* _THE PROBLEM_: Copy out the entries below exactly as they stand, but only from the line containing "let err = cache.advance().await.unwrap_err();" through the line containing "assert_eq!(cache.advance().await.unwrap(), Advance::Empty);".

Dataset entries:
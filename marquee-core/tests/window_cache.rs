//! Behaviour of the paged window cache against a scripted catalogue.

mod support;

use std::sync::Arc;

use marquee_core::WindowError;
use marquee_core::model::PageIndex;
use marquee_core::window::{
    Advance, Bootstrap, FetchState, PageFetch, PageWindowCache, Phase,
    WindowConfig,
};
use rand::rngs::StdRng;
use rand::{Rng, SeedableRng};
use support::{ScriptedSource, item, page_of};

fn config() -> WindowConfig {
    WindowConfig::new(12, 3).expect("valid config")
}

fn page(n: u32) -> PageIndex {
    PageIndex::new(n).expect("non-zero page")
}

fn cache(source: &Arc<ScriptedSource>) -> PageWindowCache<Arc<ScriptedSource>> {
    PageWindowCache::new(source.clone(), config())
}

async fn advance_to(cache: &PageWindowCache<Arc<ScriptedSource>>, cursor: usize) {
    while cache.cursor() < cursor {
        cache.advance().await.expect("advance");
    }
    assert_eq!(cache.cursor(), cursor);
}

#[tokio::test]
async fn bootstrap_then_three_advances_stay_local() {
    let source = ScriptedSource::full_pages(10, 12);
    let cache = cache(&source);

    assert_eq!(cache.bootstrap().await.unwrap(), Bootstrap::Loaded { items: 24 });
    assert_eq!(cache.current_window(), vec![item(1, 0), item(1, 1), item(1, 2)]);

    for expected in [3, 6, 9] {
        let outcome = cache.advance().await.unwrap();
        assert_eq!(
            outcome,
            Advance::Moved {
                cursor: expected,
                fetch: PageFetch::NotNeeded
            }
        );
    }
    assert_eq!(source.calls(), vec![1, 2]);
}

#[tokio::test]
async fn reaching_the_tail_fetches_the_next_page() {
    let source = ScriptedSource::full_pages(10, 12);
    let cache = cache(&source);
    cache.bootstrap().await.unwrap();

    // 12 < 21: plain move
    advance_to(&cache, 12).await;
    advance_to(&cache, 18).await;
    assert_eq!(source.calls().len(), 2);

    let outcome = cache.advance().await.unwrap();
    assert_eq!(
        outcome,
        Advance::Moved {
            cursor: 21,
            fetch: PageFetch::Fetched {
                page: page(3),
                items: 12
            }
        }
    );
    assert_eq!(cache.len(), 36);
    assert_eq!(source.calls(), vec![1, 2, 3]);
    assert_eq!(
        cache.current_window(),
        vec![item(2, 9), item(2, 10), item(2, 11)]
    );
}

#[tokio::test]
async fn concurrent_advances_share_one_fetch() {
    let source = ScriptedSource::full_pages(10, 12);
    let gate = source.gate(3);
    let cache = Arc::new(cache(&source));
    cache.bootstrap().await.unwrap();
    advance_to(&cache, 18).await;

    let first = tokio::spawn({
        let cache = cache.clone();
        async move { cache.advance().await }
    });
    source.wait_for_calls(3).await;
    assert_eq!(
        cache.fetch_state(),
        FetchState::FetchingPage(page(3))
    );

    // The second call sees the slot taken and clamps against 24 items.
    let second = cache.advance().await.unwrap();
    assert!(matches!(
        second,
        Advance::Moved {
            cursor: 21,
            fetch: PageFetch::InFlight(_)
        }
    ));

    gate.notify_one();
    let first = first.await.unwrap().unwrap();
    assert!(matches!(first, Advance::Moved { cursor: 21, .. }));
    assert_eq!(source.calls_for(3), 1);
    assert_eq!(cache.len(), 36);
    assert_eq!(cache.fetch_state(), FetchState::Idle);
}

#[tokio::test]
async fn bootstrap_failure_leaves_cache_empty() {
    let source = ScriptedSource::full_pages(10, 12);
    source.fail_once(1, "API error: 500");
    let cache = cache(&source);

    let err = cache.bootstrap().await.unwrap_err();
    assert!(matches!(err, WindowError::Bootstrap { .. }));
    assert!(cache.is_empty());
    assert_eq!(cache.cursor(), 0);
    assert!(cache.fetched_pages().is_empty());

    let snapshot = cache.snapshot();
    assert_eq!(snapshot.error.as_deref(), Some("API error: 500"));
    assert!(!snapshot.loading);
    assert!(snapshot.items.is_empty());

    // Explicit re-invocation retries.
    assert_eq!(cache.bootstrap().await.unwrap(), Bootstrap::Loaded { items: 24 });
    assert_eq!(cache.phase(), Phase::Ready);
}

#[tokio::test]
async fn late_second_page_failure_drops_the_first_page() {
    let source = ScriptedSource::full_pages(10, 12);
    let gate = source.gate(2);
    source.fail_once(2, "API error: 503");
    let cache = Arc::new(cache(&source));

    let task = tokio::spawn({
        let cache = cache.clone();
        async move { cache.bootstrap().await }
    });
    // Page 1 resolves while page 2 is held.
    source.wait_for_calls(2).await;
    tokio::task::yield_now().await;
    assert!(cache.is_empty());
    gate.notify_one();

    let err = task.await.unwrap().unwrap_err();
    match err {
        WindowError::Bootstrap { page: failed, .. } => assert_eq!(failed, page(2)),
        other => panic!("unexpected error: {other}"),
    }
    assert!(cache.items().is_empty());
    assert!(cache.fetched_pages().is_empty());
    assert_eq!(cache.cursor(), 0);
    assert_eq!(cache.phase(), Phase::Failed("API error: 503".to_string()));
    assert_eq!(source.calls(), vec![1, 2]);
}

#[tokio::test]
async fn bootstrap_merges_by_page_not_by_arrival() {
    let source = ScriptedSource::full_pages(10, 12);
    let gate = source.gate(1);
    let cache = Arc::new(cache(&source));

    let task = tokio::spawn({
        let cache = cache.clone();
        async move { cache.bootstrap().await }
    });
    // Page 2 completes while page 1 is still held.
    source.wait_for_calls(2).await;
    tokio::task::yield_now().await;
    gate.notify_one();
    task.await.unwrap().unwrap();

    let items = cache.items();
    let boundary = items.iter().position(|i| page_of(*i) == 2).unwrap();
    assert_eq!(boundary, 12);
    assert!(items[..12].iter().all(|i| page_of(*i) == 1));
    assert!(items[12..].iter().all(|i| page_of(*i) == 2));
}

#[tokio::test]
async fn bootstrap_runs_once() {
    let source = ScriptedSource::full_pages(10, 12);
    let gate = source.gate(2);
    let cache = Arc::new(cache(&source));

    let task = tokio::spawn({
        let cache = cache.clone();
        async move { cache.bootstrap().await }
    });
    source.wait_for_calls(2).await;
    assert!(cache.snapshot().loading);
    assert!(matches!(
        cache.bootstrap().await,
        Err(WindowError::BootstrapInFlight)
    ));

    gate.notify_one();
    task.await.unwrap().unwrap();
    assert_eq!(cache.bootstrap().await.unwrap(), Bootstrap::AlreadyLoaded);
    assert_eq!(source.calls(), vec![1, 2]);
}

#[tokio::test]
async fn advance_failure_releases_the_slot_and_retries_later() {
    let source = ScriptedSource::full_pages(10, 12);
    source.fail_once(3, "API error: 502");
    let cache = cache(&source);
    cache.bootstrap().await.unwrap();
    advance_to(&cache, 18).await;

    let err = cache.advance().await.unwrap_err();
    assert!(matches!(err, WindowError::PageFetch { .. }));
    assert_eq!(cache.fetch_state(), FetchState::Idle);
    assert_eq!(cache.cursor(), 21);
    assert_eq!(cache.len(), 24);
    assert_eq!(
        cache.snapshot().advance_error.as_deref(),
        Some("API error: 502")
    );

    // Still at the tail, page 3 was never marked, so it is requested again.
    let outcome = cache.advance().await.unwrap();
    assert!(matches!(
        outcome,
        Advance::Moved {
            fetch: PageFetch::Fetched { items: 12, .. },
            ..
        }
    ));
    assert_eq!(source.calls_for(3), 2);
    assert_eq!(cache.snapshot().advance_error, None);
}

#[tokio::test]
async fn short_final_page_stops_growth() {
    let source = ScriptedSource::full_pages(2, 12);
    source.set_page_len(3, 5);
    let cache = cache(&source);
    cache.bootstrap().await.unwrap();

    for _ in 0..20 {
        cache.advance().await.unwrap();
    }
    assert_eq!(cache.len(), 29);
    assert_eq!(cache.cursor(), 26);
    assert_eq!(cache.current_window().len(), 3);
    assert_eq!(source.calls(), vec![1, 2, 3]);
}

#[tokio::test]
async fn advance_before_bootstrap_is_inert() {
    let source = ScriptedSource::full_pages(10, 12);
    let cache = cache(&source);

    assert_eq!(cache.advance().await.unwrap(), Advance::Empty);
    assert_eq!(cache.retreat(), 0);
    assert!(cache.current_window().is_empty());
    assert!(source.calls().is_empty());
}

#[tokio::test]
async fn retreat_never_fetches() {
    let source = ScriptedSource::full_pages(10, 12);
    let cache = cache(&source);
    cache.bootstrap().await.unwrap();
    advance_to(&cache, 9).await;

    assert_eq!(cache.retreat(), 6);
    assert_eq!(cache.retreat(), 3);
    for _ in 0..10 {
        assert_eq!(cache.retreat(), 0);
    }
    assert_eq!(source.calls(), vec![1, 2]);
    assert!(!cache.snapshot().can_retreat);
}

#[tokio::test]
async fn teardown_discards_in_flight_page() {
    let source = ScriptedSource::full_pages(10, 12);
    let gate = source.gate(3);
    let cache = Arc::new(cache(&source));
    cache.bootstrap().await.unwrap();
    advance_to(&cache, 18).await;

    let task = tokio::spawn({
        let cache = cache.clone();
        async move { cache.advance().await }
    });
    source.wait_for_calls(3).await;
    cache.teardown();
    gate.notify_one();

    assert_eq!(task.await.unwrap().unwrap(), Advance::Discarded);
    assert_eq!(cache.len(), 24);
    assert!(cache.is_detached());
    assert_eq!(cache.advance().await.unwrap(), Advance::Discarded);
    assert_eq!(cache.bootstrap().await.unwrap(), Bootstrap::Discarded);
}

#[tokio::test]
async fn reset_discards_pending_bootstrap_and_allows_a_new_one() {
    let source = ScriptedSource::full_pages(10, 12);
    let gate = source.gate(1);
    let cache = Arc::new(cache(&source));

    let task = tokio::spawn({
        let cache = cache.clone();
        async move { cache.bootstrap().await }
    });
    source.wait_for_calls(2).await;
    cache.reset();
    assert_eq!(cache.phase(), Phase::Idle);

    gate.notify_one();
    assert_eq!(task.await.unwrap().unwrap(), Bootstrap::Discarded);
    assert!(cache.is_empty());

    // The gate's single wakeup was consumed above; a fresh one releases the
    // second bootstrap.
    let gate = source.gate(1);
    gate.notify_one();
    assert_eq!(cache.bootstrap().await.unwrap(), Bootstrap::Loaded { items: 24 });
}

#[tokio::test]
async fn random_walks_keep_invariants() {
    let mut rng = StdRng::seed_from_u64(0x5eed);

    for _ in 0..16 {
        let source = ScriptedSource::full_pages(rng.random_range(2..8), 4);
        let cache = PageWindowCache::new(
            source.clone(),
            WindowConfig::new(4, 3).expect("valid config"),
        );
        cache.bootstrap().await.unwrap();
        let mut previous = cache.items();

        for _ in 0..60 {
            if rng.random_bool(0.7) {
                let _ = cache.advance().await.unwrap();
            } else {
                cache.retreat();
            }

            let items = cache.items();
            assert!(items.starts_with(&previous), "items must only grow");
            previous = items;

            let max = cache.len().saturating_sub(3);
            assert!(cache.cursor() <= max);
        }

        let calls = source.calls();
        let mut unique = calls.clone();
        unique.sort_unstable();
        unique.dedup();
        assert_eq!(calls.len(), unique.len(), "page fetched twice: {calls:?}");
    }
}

* _RESPONSE TO THE EXERCISE_:
    let err = cache.advance().await.unwrap_err();
    assert!(matches!(err, WindowError::PageFetch { .. }));
    assert_eq!(cache.fetch_state(), FetchState::Idle);
    assert_eq!(cache.cursor(), 21);
    assert_eq!(cache.len(), 24);
    assert_eq!(
        cache.snapshot().advance_error.as_deref(),
        Some("API error: 502")
    );

    // Still at the tail, page 3 was never marked, so it is requested again.
    let outcome = cache.advance().await.unwrap();
    assert!(matches!(
        outcome,
        Advance::Moved {
            fetch: PageFetch::Fetched { items: 12, .. },
            ..
        }
    ));
    assert_eq!(source.calls_for(3), 2);
    assert_eq!(cache.snapshot().advance_error, None);
}

#[tokio::test]
async fn short_final_page_stops_growth() {
    let source = ScriptedSource::full_pages(2, 12);
    source.set_page_len(3, 5);
    let cache = cache(&source);
    cache.bootstrap().await.unwrap();

    for _ in 0..20 {
        cache.advance().await.unwrap();
    }
    assert_eq!(cache.len(), 29);
    assert_eq!(cache.cursor(), 26);
    assert_eq!(cache.current_window().len(), 3);
    assert_eq!(source.calls(), vec![1, 2, 3]);
}

#[tokio::test]
async fn advance_before_bootstrap_is_inert() {
    let source = ScriptedSource::full_pages(10, 12);
    let cache = cache(&source);

    assert_eq!(cache.advance().await.unwrap(), Advance::Empty);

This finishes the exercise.